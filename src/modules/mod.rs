//! Module system for Armory
//!
//! This module provides the core traits, types, and registry for Armory
//! modules. A module wraps one third-party command-line tool: it declares the
//! tool's parameters and how to validate them, where the tool and its
//! dependency manifests live, and is turned into a runnable [`ToolModule`].

pub mod command;
pub mod deps;
pub mod exec;
pub mod params;
pub mod rsactftool;
pub mod tool;
pub mod validation;

pub use command::{CommandSynthesizer, Invocation};
pub use deps::{DependencyResolver, Resolution, ResolverState};
pub use exec::{CommandResult, ExecuteOptions, LocalExecutor, ProcessExecutor};
pub use params::{ParamSpec, Parameter, ParameterStore, PASSTHROUGH_KEY};
pub use tool::ToolModule;
pub use validation::{AllowedValues, ValidationRegistry, Verdict};

use crate::config::Config;
use serde::{Deserialize, Serialize};
use std::collections::HashMap;
use std::fmt;
use std::path::{Path, PathBuf};
use std::sync::Arc;
use std::time::Duration;
use thiserror::Error;

/// Errors that can occur during module execution
#[derive(Error, Debug)]
pub enum ModuleError {
    #[error("Module not found: {0}")]
    NotFound(String),

    #[error("Invalid value for '{name}': {reason}")]
    Validation { name: String, reason: String },

    #[error("Invalid parameter: {0}")]
    InvalidParameter(String),

    #[error("Dependency conflict: {0}")]
    DependencyConflict(String),

    #[error("Dependency installation failed: {0}")]
    DependencyInstallFailure(String),

    #[error("Dependency check failed: {0}")]
    DependencyCheck(String),

    #[error("Manifest error: {0}")]
    Manifest(String),

    #[error("Execution failed: {0}")]
    ExecutionFailed(String),

    /// The tool ran and exited non-zero; its full output is kept
    #[error("Command failed with exit code {}: {}", .result.rc, .result.summary())]
    CommandFailed { result: CommandResult },

    #[error("Process timed out after {timeout:?}")]
    Timeout { timeout: Duration },

    #[error("Process was cancelled")]
    Cancelled,

    #[error("IO error: {0}")]
    Io(#[from] std::io::Error),
}

impl ModuleError {
    /// Validation errors are recoverable: the caller may retry with a
    /// corrected value
    pub fn is_validation(&self) -> bool {
        matches!(self, ModuleError::Validation { .. })
    }
}

/// Result type for module operations
pub type ModuleResult<T> = Result<T, ModuleError>;

/// Status of a module run
#[derive(Debug, Clone, Copy, PartialEq, Eq, Serialize, Deserialize)]
#[serde(rename_all = "lowercase")]
pub enum ModuleStatus {
    /// The tool ran and exited successfully
    Ok,
    /// Nothing was executed (dry run)
    Skipped,
}

impl fmt::Display for ModuleStatus {
    fn fmt(&self, f: &mut fmt::Formatter<'_>) -> fmt::Result {
        match self {
            ModuleStatus::Ok => write!(f, "ok"),
            ModuleStatus::Skipped => write!(f, "skipped"),
        }
    }
}

/// Result of a module run
#[derive(Debug, Clone, Serialize, Deserialize)]
pub struct ModuleOutput {
    /// Human-readable message about what happened
    pub msg: String,
    /// Status of the run
    pub status: ModuleStatus,
    /// The argument vector that was (or would be) executed
    pub invocation: Vec<String>,
    /// Outcome of dependency resolution, absent on dry runs
    #[serde(skip_serializing_if = "Option::is_none")]
    pub dependencies: Option<Resolution>,
    /// Standard output
    #[serde(skip_serializing_if = "Option::is_none")]
    pub stdout: Option<String>,
    /// Standard error
    #[serde(skip_serializing_if = "Option::is_none")]
    pub stderr: Option<String>,
    /// Return code
    #[serde(skip_serializing_if = "Option::is_none")]
    pub rc: Option<i32>,
}

impl ModuleOutput {
    /// Create a new successful output
    pub fn ok(msg: impl Into<String>) -> Self {
        Self {
            msg: msg.into(),
            status: ModuleStatus::Ok,
            invocation: Vec::new(),
            dependencies: None,
            stdout: None,
            stderr: None,
            rc: None,
        }
    }

    /// Create a skipped output
    pub fn skipped(msg: impl Into<String>) -> Self {
        Self {
            status: ModuleStatus::Skipped,
            ..Self::ok(msg)
        }
    }

    pub fn with_invocation(mut self, invocation: &Invocation) -> Self {
        self.invocation = invocation.tokens().to_vec();
        self
    }

    pub fn with_resolution(mut self, resolution: Resolution) -> Self {
        self.dependencies = Some(resolution);
        self
    }

    /// Add stdout/stderr/rc of the executed tool
    pub fn with_command_output(mut self, result: CommandResult) -> Self {
        self.stdout = Some(result.stdout);
        self.stderr = Some(result.stderr);
        self.rc = Some(result.rc);
        self
    }
}

/// Files that make up a wrapped tool
#[derive(Debug, Clone, PartialEq, Eq)]
pub struct ToolLayout {
    /// Tool checkout directory
    pub dir: PathBuf,
    /// Entry script handed to the interpreter
    pub script: PathBuf,
    /// Required packages
    pub requirements: PathBuf,
    /// Extra packages installed only when repairing
    pub optional_requirements: Option<PathBuf>,
}

impl ToolLayout {
    /// Conventional layout: `<dir>/<script>`, `<dir>/requirements.txt` and
    /// `<dir>/optional-requirements.txt`
    pub fn conventional(dir: impl Into<PathBuf>, script: &str) -> Self {
        let dir = dir.into();
        Self {
            script: dir.join(script),
            requirements: dir.join("requirements.txt"),
            optional_requirements: Some(dir.join("optional-requirements.txt")),
            dir,
        }
    }
}

/// Trait that all module types must implement
///
/// A `Module` is the static description of a wrapped tool, shared by every
/// instance. Runtime state lives in [`ToolModule`].
pub trait Module: Send + Sync {
    /// Returns the name of the module
    fn name(&self) -> &'static str;

    /// Returns a description of what the module does
    fn description(&self) -> &'static str;

    /// Declared options, created unset in this order
    fn options(&self) -> &'static [ParamSpec];

    /// Validation policy for this module's parameters
    fn validation(&self) -> ValidationRegistry;

    /// Location of the wrapped tool below `tools_dir`
    fn layout(&self, tools_dir: &Path) -> ToolLayout;

    /// Closed set of accepted values for `name`, if it has one
    fn choices(&self, _name: &str) -> Option<Vec<&'static str>> {
        None
    }
}

/// Registry for looking up modules by name
pub struct ModuleRegistry {
    modules: HashMap<String, Arc<dyn Module>>,
}

impl ModuleRegistry {
    /// Create a new empty registry
    pub fn new() -> Self {
        Self {
            modules: HashMap::new(),
        }
    }

    /// Create a registry with all built-in modules
    pub fn with_builtins() -> Self {
        let mut registry = Self::new();
        registry.register(Arc::new(rsactftool::RsaCtfToolModule));
        registry
    }

    /// Register a module
    pub fn register(&mut self, module: Arc<dyn Module>) {
        self.modules.insert(module.name().to_string(), module);
    }

    /// Get a module by name
    pub fn get(&self, name: &str) -> Option<Arc<dyn Module>> {
        self.modules.get(name).cloned()
    }

    /// Check if a module exists
    pub fn contains(&self, name: &str) -> bool {
        self.modules.contains_key(name)
    }

    /// Get all module names, sorted
    pub fn names(&self) -> Vec<&str> {
        let mut names: Vec<&str> = self.modules.keys().map(|s| s.as_str()).collect();
        names.sort_unstable();
        names
    }

    /// Create a runnable instance of a module
    pub fn instantiate(&self, name: &str, config: &Config) -> ModuleResult<ToolModule> {
        let module = self
            .get(name)
            .ok_or_else(|| ModuleError::NotFound(name.to_string()))?;
        Ok(ToolModule::from_config(module.as_ref(), config))
    }
}

impl Default for ModuleRegistry {
    fn default() -> Self {
        Self::with_builtins()
    }
}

→ AIM OF THE EXERCISE
In the listing above, how many lines hold the word "static"? Give the number and nothing more.

→ ANSWER SPACE
5